--- Information ---
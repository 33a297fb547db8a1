//! Database layer for civic-pulse
//!
//! Provides MongoDB storage for issues, users, and notifications.

pub mod mongo;
pub mod schemas;

pub use mongo::{IntoIndexes, MongoClient, MongoCollection, Stamped};
pub use schemas::{IssueDoc, IssueSummary, Metadata, NotificationDoc, UserDoc};
//! Common metadata for issue and user documents

use bson::DateTime;
use serde::{Deserialize, Serialize};

/// Creation and update timestamps
#[derive(Serialize, Deserialize, Clone, Debug, Default)]
pub struct Metadata {
    /// When the document was last updated
    #[serde(skip_serializing_if = "Option::is_none")]
    pub updated_at: Option<DateTime>,

    /// When the document was created
    #[serde(skip_serializing_if = "Option::is_none")]
    pub created_at: Option<DateTime>,
}

impl Metadata {
    /// Create new metadata with current timestamp
    pub fn new() -> Self {
        let now = DateTime::now();
        Self {
            updated_at: Some(now),
            created_at: Some(now),
        }
    }

    /// Mark the document as modified now
    pub fn touch(&mut self) {
        self.updated_at = Some(DateTime::now());
    }
}
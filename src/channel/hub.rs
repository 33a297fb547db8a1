//! Room-indexed fan-out to live connections
//!
//! Each connection owns a bounded queue drained by its socket task. Publishing
//! serializes the envelope once and `try_send`s it to every member, so a slow
//! reader loses messages instead of stalling the publisher.

use dashmap::DashMap;
use std::collections::HashSet;
use std::sync::atomic::{AtomicU64, Ordering};
use tokio::sync::mpsc;
use tracing::{debug, trace, warn};

use super::events::{Audience, EventEnvelope, Room};
use super::Publisher;

pub type ConnectionId = u64;

/// Default per-connection queue depth
pub const DEFAULT_CONNECTION_BUFFER: usize = 256;

pub struct RoomHub {
    next_id: AtomicU64,
    connections: DashMap<ConnectionId, mpsc::Sender<String>>,
    rooms: DashMap<Room, HashSet<ConnectionId>>,
    buffer: usize,
    dropped: AtomicU64,
}

impl Default for RoomHub {
    fn default() -> Self {
        Self::new(DEFAULT_CONNECTION_BUFFER)
    }
}

impl RoomHub {
    pub fn new(buffer: usize) -> Self {
        Self {
            next_id: AtomicU64::new(1),
            connections: DashMap::new(),
            rooms: DashMap::new(),
            buffer: buffer.max(1),
            dropped: AtomicU64::new(0),
        }
    }

    /// Add a connection and return its id with the receiving end of its queue
    pub fn register(&self) -> (ConnectionId, mpsc::Receiver<String>) {
        let id = self.next_id.fetch_add(1, Ordering::Relaxed);
        let (tx, rx) = mpsc::channel(self.buffer);
        self.connections.insert(id, tx);
        debug!(connection_id = id, "Connection registered");
        (id, rx)
    }

    /// Remove a connection from the hub and from every listed room
    pub fn unregister<'a>(&self, id: ConnectionId, rooms: impl IntoIterator<Item = &'a Room>) {
        for room in rooms {
            self.remove_member(room, id);
        }
        self.connections.remove(&id);
        debug!(connection_id = id, "Connection unregistered");
    }

    /// Returns false when the connection is unknown
    pub fn join(&self, id: ConnectionId, room: Room) -> bool {
        if !self.connections.contains_key(&id) {
            return false;
        }
        trace!(connection_id = id, room = %room, "Join room");
        self.rooms.entry(room).or_default().insert(id);
        true
    }

    pub fn leave(&self, id: ConnectionId, room: &Room) -> bool {
        trace!(connection_id = id, room = %room, "Leave room");
        self.remove_member(room, id)
    }

    pub fn connection_count(&self) -> usize {
        self.connections.len()
    }

    pub fn room_count(&self) -> usize {
        self.rooms.len()
    }

    pub fn members(&self, room: &Room) -> usize {
        self.rooms.get(room).map(|m| m.len()).unwrap_or(0)
    }

    /// Messages dropped because a queue was full
    pub fn dropped_count(&self) -> u64 {
        self.dropped.load(Ordering::Relaxed)
    }

    fn remove_member(&self, room: &Room, id: ConnectionId) -> bool {
        let removed = match self.rooms.get_mut(room) {
            Some(mut members) => members.remove(&id),
            None => return false,
        };
        self.rooms.remove_if(room, |_, members| members.is_empty());
        removed
    }

    fn recipients(&self, audience: &Audience) -> Vec<ConnectionId> {
        match audience {
            Audience::Everyone => self.connections.iter().map(|c| *c.key()).collect(),
            Audience::Room(room) => self
                .rooms
                .get(room)
                .map(|m| m.iter().copied().collect())
                .unwrap_or_default(),
        }
    }

    fn deliver(&self, id: ConnectionId, text: &str) {
        let Some(tx) = self.connections.get(&id).map(|tx| tx.clone()) else {
            return;
        };
        match tx.try_send(text.to_string()) {
            Ok(()) => {}
            Err(mpsc::error::TrySendError::Full(_)) => {
                self.dropped.fetch_add(1, Ordering::Relaxed);
                warn!(connection_id = id, "Connection queue full, message dropped");
            }
            Err(mpsc::error::TrySendError::Closed(_)) => {
                debug!(connection_id = id, "Connection queue closed, dropping connection");
                self.connections.remove(&id);
            }
        }
    }
}

impl Publisher for RoomHub {
    fn publish(&self, audience: Audience, envelope: EventEnvelope) {
        let text = match serde_json::to_string(&envelope) {
            Ok(text) => text,
            Err(e) => {
                warn!(event = %envelope.event, error = %e, "Failed to serialize event");
                return;
            }
        };

        let recipients = self.recipients(&audience);
        trace!(event = %envelope.event, recipients = recipients.len(), "Publish");
        for id in recipients {
            self.deliver(id, &text);
        }
    }
}
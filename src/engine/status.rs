//! Derived aggregate fields
//!
//! Pure functions over the rating multiset. `next_status` is evaluated from
//! scratch after every rating-driven mutation; administrative overrides never
//! go through it.

use crate::db::schemas::IssueStatus;

/// Minimum verifications before an issue counts as verified
pub const VERIFIED_THRESHOLD: u32 = 5;

/// Minimum verifications before an issue can become critical
pub const CRITICAL_THRESHOLD: u32 = 10;

/// Minimum average severity for critical
pub const CRITICAL_SEVERITY: f64 = 4.0;

/// Round to two decimals, half away from zero
pub fn round2(value: f64) -> f64 {
    (value * 100.0).round() / 100.0
}

/// Mean of the ratings rounded to two decimals, 0 for an empty multiset
pub fn average_severity<I>(ratings: I) -> f64
where
    I: IntoIterator<Item = u8>,
{
    let (sum, count) = ratings
        .into_iter()
        .fold((0u64, 0u64), |(s, c), r| (s + u64::from(r), c + 1));

    if count == 0 {
        0.0
    } else {
        round2(sum as f64 / count as f64)
    }
}

/// Status rule applied after rating-driven mutations
pub fn next_status(current: IssueStatus, average: f64, count: u32) -> IssueStatus {
    if current.is_terminal() {
        current
    } else if average >= CRITICAL_SEVERITY && count >= CRITICAL_THRESHOLD {
        IssueStatus::Critical
    } else if count >= VERIFIED_THRESHOLD {
        IssueStatus::Verified
    } else {
        IssueStatus::Pending
    }
}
---
Read the entries above and find each line holding the word "sync". Copy it out.

→ Task output:
use std::sync::atomic::{AtomicU64, Ordering};
use tokio::sync::mpsc;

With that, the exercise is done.